Which neighbourhood in St. John's Newfoundland should we live in?
August 1, 2014 11:18 PM   Subscribe

My partner and I are moving to St. John's to start PhD programs this month. Where is the best part of town to rent a house with trees, access to hiking trails, but with a maximum 30-40 minute walk to MUN?

We have been house hunting for a few months and are still having a tough time figuring out the character of the neighbourhoods. We spent the last decade in New York City and Brooklyn, but now we're looking for a house that doesn't feel commercial and developed in that city way. We don't want to live in one of the many cookie cutter subdivisions that seem to be popping up all around the city. If we could live in the middle of the woods, we would.

So far, we've been advised to look between Freshwater Road to the west, Prince Philip Drive to the north and the ocean to the south and east. We've been told that the eastern side of this area is preferred, especially because of access to Rennie's River trail.
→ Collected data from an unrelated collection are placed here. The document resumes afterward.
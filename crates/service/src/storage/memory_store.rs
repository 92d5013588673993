use std::sync::atomic::{AtomicUsize, Ordering};

use async_trait::async_trait;
use models::Document;
use tokio::sync::RwLock;

use super::DocumentStore;
use crate::errors::ServiceError;

/// In-memory document store. Counts persists so callers can tell whether a
/// request wrote anything.
#[derive(Debug, Default)]
pub struct MemoryDocumentStore {
    doc: RwLock<Document>,
    persists: AtomicUsize,
}

impl MemoryDocumentStore {
    pub fn new(doc: Document) -> Self {
        Self { doc: RwLock::new(doc), persists: AtomicUsize::new(0) }
    }

    pub async fn snapshot(&self) -> Document {
        self.doc.read().await.clone()
    }

    pub fn persist_count(&self) -> usize {
        self.persists.load(Ordering::SeqCst)
    }
}

#[async_trait]
impl DocumentStore for MemoryDocumentStore {
    async fn load(&self) -> Result<Document, ServiceError> {
        Ok(self.doc.read().await.clone())
    }

    async fn persist(&self, doc: &Document) -> Result<(), ServiceError> {
        *self.doc.write().await = doc.clone();
        self.persists.fetch_add(1, Ordering::SeqCst);
        Ok(())
    }
}
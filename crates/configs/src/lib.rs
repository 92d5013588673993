use std::io::ErrorKind;
use std::path::PathBuf;

use anyhow::{anyhow, Result};
use serde::Deserialize;

#[derive(Debug, Clone, Deserialize, Default)]
pub struct AppConfig {
    #[serde(default)]
    pub server: ServerConfig,
    #[serde(default)]
    pub storage: StorageConfig,
}

#[derive(Debug, Clone, Deserialize)]
pub struct ServerConfig {
    pub host: String,
    pub port: u16,
    #[serde(default)]
    pub worker_threads: Option<usize>,
}

impl Default for ServerConfig {
    fn default() -> Self {
        Self { host: "127.0.0.1".into(), port: 8080, worker_threads: Some(4) }
    }
}

#[derive(Debug, Clone, Deserialize)]
pub struct StorageConfig {
    #[serde(default = "default_data_file")]
    pub data_file: PathBuf,
}

impl Default for StorageConfig {
    fn default() -> Self {
        Self { data_file: default_data_file() }
    }
}

fn default_data_file() -> PathBuf { PathBuf::from("data/data.json") }

fn config_path() -> String {
    std::env::var("CONFIG_PATH").unwrap_or_else(|_| "config.toml".to_string())
}

/// Read and parse a TOML config file; a missing file yields `None`.
pub fn load_optional(path: &str) -> Result<Option<AppConfig>> {
    match std::fs::read_to_string(path) {
        Ok(content) => parse(&content).map(Some).map_err(|e| anyhow!("{path}: {e}")),
        Err(e) if e.kind() == ErrorKind::NotFound => Ok(None),
        Err(e) => Err(anyhow!("cannot read {path}: {e}")),
    }
}

pub fn parse(content: &str) -> Result<AppConfig> {
    let cfg: AppConfig = toml::from_str(content)?;
    Ok(cfg)
}

/// Build a config purely from environment variables, with the defaults above.
pub fn from_env() -> Result<AppConfig> {
    from_vars(|key| std::env::var(key).ok())
}

/// Build a config from a variable lookup. Unset variables take defaults;
/// set but unparseable numbers are errors.
pub fn from_vars<F>(var: F) -> Result<AppConfig>
where
    F: Fn(&str) -> Option<String>,
{
    let defaults = ServerConfig::default();
    let host = var("SERVER_HOST").unwrap_or(defaults.host);
    let port = match var("SERVER_PORT") {
        Some(p) => p.trim().parse::<u16>().map_err(|e| anyhow!("SERVER_PORT={p:?}: {e}"))?,
        None => defaults.port,
    };
    let worker_threads = match var("TOKIO_WORKER_THREADS") {
        Some(v) => Some(v.trim().parse::<usize>().map_err(|e| anyhow!("TOKIO_WORKER_THREADS={v:?}: {e}"))?),
        None => defaults.worker_threads,
    };
    let data_file = var("DATA_FILE").map(PathBuf::from).unwrap_or_else(default_data_file);
    Ok(AppConfig {
        server: ServerConfig { host, port, worker_threads },
        storage: StorageConfig { data_file },
    })
}

impl AppConfig {
    /// Load `config.toml` (or `CONFIG_PATH`), falling back to the environment
    /// only when that file does not exist, then validate.
    pub fn load_and_validate() -> Result<Self> {
        Self::load_and_validate_from(&config_path())
    }

    pub fn load_and_validate_from(path: &str) -> Result<Self> {
        let mut cfg = match load_optional(path)? {
            Some(cfg) => cfg,
            None => from_env()?,
        };
        cfg.normalize_and_validate()?;
        Ok(cfg)
    }

    pub fn normalize_and_validate(&mut self) -> Result<()> {
        self.server.normalize()?;
        self.storage.validate()?;
        Ok(())
    }

    pub fn bind_addr(&self) -> String {
        format!("{}:{}", self.server.host, self.server.port)
    }
}

impl ServerConfig {
    fn normalize(&mut self) -> Result<()> {
        if self.host.trim().is_empty() {
            self.host = "127.0.0.1".to_string();
        }
        if self.port == 0 {
            return Err(anyhow!("server.port must be in 1..=65535"));
        }
        match self.worker_threads {
            Some(0) | None => self.worker_threads = Some(4),
            Some(_) => {}
        }
        Ok(())
    }
}

impl StorageConfig {
    pub fn validate(&self) -> Result<()> {
        if self.data_file.as_os_str().is_empty() {
            return Err(anyhow!("storage.data_file is empty; set it in config.toml or DATA_FILE"));
        }
        if self.data_file.is_dir() {
            return Err(anyhow!("storage.data_file {} is a directory", self.data_file.display()));
        }
        Ok(())
    }
}

#[cfg(test)]
mod tests {
    use super::*;

    #[test]
    fn parses_full_file() {
        let cfg = parse(
            r#"
            [server]
            host = "0.0.0.0"
            port = 9000
            worker_threads = 2

            [storage]
            data_file = "/var/lib/planet/data.json"
            "#,
        )
        .expect("parse");
        assert_eq!(cfg.server.port, 9000);
        assert_eq!(cfg.server.worker_threads, Some(2));
        assert_eq!(cfg.storage.data_file, PathBuf::from("/var/lib/planet/data.json"));
        assert_eq!(cfg.bind_addr(), "0.0.0.0:9000");
    }

    #[test]
    fn missing_sections_use_defaults() {
        let mut cfg = parse("").expect("parse");
        cfg.normalize_and_validate().expect("valid");
        assert_eq!(cfg.server.port, 8080);
        assert_eq!(cfg.storage.data_file, PathBuf::from("data/data.json"));
    }

    #[test]
    fn blank_host_and_zero_threads_are_normalized() {
        let mut cfg = parse(
            r#"
            [server]
            host = "  "
            port = 8081
            worker_threads = 0
            "#,
        )
        .expect("parse");
        cfg.normalize_and_validate().expect("valid");
        assert_eq!(cfg.server.host, "127.0.0.1");
        assert_eq!(cfg.server.worker_threads, Some(4));
    }

    #[test]
    fn zero_port_is_rejected() {
        let mut cfg = parse("[server]\nhost = \"127.0.0.1\"\nport = 0\n").expect("parse");
        assert!(cfg.normalize_and_validate().is_err());
    }

    fn tmp_config(body: &str) -> String {
        let path = std::env::temp_dir().join(format!("configs_{}.toml", uuid::Uuid::new_v4()));
        std::fs::write(&path, body).expect("write config");
        path.to_string_lossy().into_owned()
    }

    #[test]
    fn malformed_file_fails_instead_of_falling_back() {
        let path = tmp_config("[storage]\ndata_file = \"/srv/real/data.json\"\n[server\nport = 9000\n");
        assert!(AppConfig::load_and_validate_from(&path).is_err());
        let _ = std::fs::remove_file(&path);
    }

    #[test]
    fn existing_file_is_used() {
        let path = tmp_config("[storage]\ndata_file = \"/srv/real/data.json\"\n");
        let cfg = AppConfig::load_and_validate_from(&path).expect("valid");
        assert_eq!(cfg.storage.data_file, PathBuf::from("/srv/real/data.json"));
        let _ = std::fs::remove_file(&path);
    }

    #[test]
    fn missing_file_is_not_found_not_error() {
        let path = std::env::temp_dir().join(format!("configs_missing_{}.toml", uuid::Uuid::new_v4()));
        assert!(load_optional(&path.to_string_lossy()).expect("no error").is_none());
    }

    #[test]
    fn env_values_are_parsed() {
        let cfg = from_vars(|k| match k {
            "SERVER_PORT" => Some("9001".into()),
            "DATA_FILE" => Some("/tmp/planet.json".into()),
            _ => None,
        })
        .expect("valid env");
        assert_eq!(cfg.server.port, 9001);
        assert_eq!(cfg.server.host, "127.0.0.1");
        assert_eq!(cfg.storage.data_file, PathBuf::from("/tmp/planet.json"));
    }

    #[test]
    fn unparseable_env_numbers_are_errors() {
        assert!(from_vars(|k| (k == "SERVER_PORT").then(|| "eighty".to_string())).is_err());
        assert!(from_vars(|k| (k == "TOKIO_WORKER_THREADS").then(|| "-1".to_string())).is_err());
    }

    #[test]
    fn empty_data_file_is_rejected() {
        let mut cfg = parse("[storage]\ndata_file = \"\"\n").expect("parse");
        assert!(cfg.normalize_and_validate().is_err());
    }
}
use models::errors::ModelError;
use thiserror::Error;

#[derive(Debug, Error, PartialEq)]
pub enum ServiceError {
    #[error("bad request: {0}")]
    BadRequest(String),
    #[error("not found: {0}")]
    NotFound(String),
    #[error("conflict: {0}")]
    Conflict(String),
    #[error("storage error: {0}")]
    Storage(String),
}

impl ServiceError {
    pub fn not_found(entity: &str, id: &str) -> Self { Self::NotFound(format!("{entity} {id} not found")) }
    pub fn storage(e: impl std::fmt::Display) -> Self { Self::Storage(e.to_string()) }
}

impl From<ModelError> for ServiceError {
    fn from(e: ModelError) -> Self {
        match e {
            ModelError::Validation(msg) => Self::BadRequest(msg),
            ModelError::Integrity(msg) => Self::Storage(msg),
        }
    }
}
We will have a car, but want to walk to MUN several days each week.

Are there any places we're missing?
posted by jardinier to Travel & Transportation around St. John'S, NL (10 answers total) 1 user marked this as a favorite
 
Best answer: St. John's has a really tight rental market, and if you want to avoid subdivisions, that's your prime area. I wouldn't rule out the area north of Prince Philip Drive though, as there are a handful of houses scattered in Pippy Park, which will be pretty close to living in the woods, and still close to the university.

Don't prioritize an area based on the Rennies' River trail though. St. John's has a pretty great system of trails throughout the city, even through newer subdivisions.
posted by peppermind at 2:03 AM on August 2, 2014 [1 favorite]


Response by poster: Thank you - I've expanded our wanted ads and searches and am looking at the area where houses back Pippy Park. I've never seen any homes for rent in the park though - I've been using Kajiji and the MUN student off-campus listings. Is there a better source for houses that might fit this idea?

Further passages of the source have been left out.